In acute thrombus retrieval therapy, a catheter device is used to recover blood flow by entangling the thrombus in the blood vessel and pulling it out. 　We are fabricating a thrombus model with controlled mechanical properties from porcine blood and using a silicone cerebrovascular model to evaluate the risk of vascular injury and thrombus detachment during the pulling out of the device in vitro. Using our experimental system, we will provide evidence of the effectiveness of physicians' procedures performed in clinical practice.

The flow diverter is a cylindrical device with a mesh structure used to treat large and giant cerebral aneurysms and is expected to shrink the aneurysm after placement. 　For evaluating the device's effectiveness, it is important to elucidate the effect of flow diverter implantation on the flow field in the aneurysm. Therefore, we analyze the velocity distribution in the mass using particle image velocimetry (PIV) and measure the change in the flow in the aneurysm before and after the implantation of the flow diverter. 　The preliminary results suggest that the flow field in the aneurysm after implantation of the flow diverter is formed by combining the impinging flow on the flow diverter and the seeping flow from the mother vessel.

Implantable VAD is a therapeutic device that assists the heart's pumping function in patients with severe heart failure, and demand for this device is increasing as a solution to the shortage of organ donors. However, there has been a problem that thrombus forms around the inflow cannula insertion site in the left ventricle and spreads through the bloodstream. 　We developed an in vitro thrombogenicity testing method to quantify the amount of thrombus that spread from the inflow cannula and compared the conventional cannula with a newly developed titanium mesh cannula. Based on the results, the improved cannula was approved without clinical trials and is currently used for patients.

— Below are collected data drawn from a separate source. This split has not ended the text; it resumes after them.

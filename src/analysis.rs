//! Therapy-session view over decoded records and derived metrics.
//!
//! Only records with a valid start time become sessions. Two derived metrics
//! are estimated from the unnamed device fields:
//! - AHI: `Val3` events per hour of use, meaningful only above half an hour
//! - leak: `Val2 / 100` in L/min
//!
//! The statistics blocks drop short sessions from both metrics while the chart
//! series ([`ChartSeries`]) keep every session, plotting a zero AHI for short
//! ones and an unfiltered leak. Both behaviours are relied on by existing
//! reports and are kept separate on purpose.
use serde::Serialize;
use time::PrimitiveDateTime;
use time::macros::format_description;

use crate::record::{RawRecord, TimestampResult};
use crate::stats::Stats;

/// Device pressure units per cmH2O.
pub const PRESSURE_SCALE: f64 = 1000.0;
/// Device leak units per L/min.
pub const LEAK_SCALE: f64 = 100.0;
/// Sessions must be longer than this (hours) to get an AHI estimate.
pub const MIN_SCORED_HOURS: f64 = 0.5;
/// Sessions must be longer than this (minutes) to count towards leak stats.
pub const MIN_LEAK_MINUTES: f64 = 30.0;

#[derive(Debug, Clone, PartialEq)]
pub struct Session {
    pub offset: usize,
    pub start: PrimitiveDateTime,
    pub end: TimestampResult,
    pub duration_min: f64,
    pub pressure_cmh2o: f64,
    pub val1: f64,
    pub val2: f64,
    pub val3: f64,
    pub val4: f64,
}

impl Session {
    pub fn from_record(r: &RawRecord) -> Option<Self> {
        let start = r.start_time.valid()?;
        Some(Session {
            offset: r.offset,
            start,
            end: r.end_time,
            duration_min: f64::from(r.duration_min()),
            pressure_cmh2o: f64::from(r.pressure_raw()) / PRESSURE_SCALE,
            val1: f64::from(r.values[0]),
            val2: f64::from(r.leak_raw()),
            val3: f64::from(r.apnea_events()),
            val4: f64::from(r.values[4]),
        })
    }

    pub fn hours(&self) -> f64 { self.duration_min / 60.0 }

    /// Estimated apnea/hypopnea events per hour, `None` for short sessions.
    pub fn ahi(&self) -> Option<f64> {
        let hours = self.hours();
        (hours > MIN_SCORED_HOURS).then(|| self.val3 / hours)
    }

    /// Estimated leak in L/min.
    pub fn leak(&self) -> f64 { self.val2 / LEAK_SCALE }
}

pub fn sessions(records: &[RawRecord]) -> Vec<Session> {
    records.iter().filter_map(Session::from_record).collect()
}

#[derive(Debug, Clone)]
pub struct Analysis {
    pub sessions: Vec<Session>,
    pub duration: Option<Stats>,
    pub pressure: Option<Stats>,
    pub ahi: Option<Stats>,
    pub leak: Option<Stats>,
}

impl Analysis {
    /// Named stat blocks in display order.
    pub fn blocks(&self) -> [(&'static str, Option<&Stats>); 4] {
        [
            ("Duration (min)", self.duration.as_ref()),
            ("Pressure (cmH2O)", self.pressure.as_ref()),
            ("AHI (Val3 / Hour)", self.ahi.as_ref()),
            ("Leak Rate (Val2 / 100)", self.leak.as_ref()),
        ]
    }
}

pub fn analyze(records: &[RawRecord]) -> Analysis {
    let sessions = sessions(records);
    let duration: Vec<f64> = sessions.iter().map(|s| s.duration_min).collect();
    let pressure: Vec<f64> = sessions.iter().map(|s| s.pressure_cmh2o).collect();
    let ahi: Vec<f64> = sessions.iter().filter_map(Session::ahi).collect();
    let leak: Vec<f64> = sessions
        .iter()
        .filter(|s| s.duration_min > MIN_LEAK_MINUTES)
        .map(Session::leak)
        .collect();
    Analysis {
        duration: Stats::from_values(&duration),
        pressure: Stats::from_values(&pressure),
        ahi: Stats::from_values(&ahi),
        leak: Stats::from_values(&leak),
        sessions,
    }
}

/// Per-session series plotted in the HTML report, in chronological order.
#[derive(Debug, Clone, Default, PartialEq, Serialize)]
pub struct ChartSeries {
    pub dates: Vec<String>,
    pub durations: Vec<f64>,
    pub pressures: Vec<f64>,
    pub ahi: Vec<f64>,
    pub leak: Vec<f64>,
}

impl ChartSeries {
    pub fn from_sessions(sessions: &[Session]) -> Self {
        let fd = format_description!("[year]-[month]-[day]");
        let mut sorted: Vec<&Session> = sessions.iter().collect();
        sorted.sort_by_key(|s| s.start);
        let mut out = ChartSeries::default();
        for s in sorted {
            out.dates.push(s.start.format(&fd).unwrap_or_else(|_| s.start.date().to_string()));
            out.durations.push(s.duration_min);
            out.pressures.push(s.pressure_cmh2o);
            out.ahi.push(s.ahi().unwrap_or(0.0));
            out.leak.push(s.leak());
        }
        out
    }
}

Animal blood is sometimes used to evaluate the hemocompatibility of medical devices. Still, the properties of animal blood are different from those of human blood, and there are few assay kits for platelets and coagulation factors in animal blood. If we can use human blood, we can evaluate the coagulation activity and inhibition mechanism of medical materials and drugs. Therefore, we have been developing a small pulsatile circuit for comparative evaluation of blood compatibility using human blood and investigating platelet activity and coagulation activity change over time using this testing system. In addition, we are analyzing the effect of blood flow conditions on the changes in blood coagulation factors over time using human blood.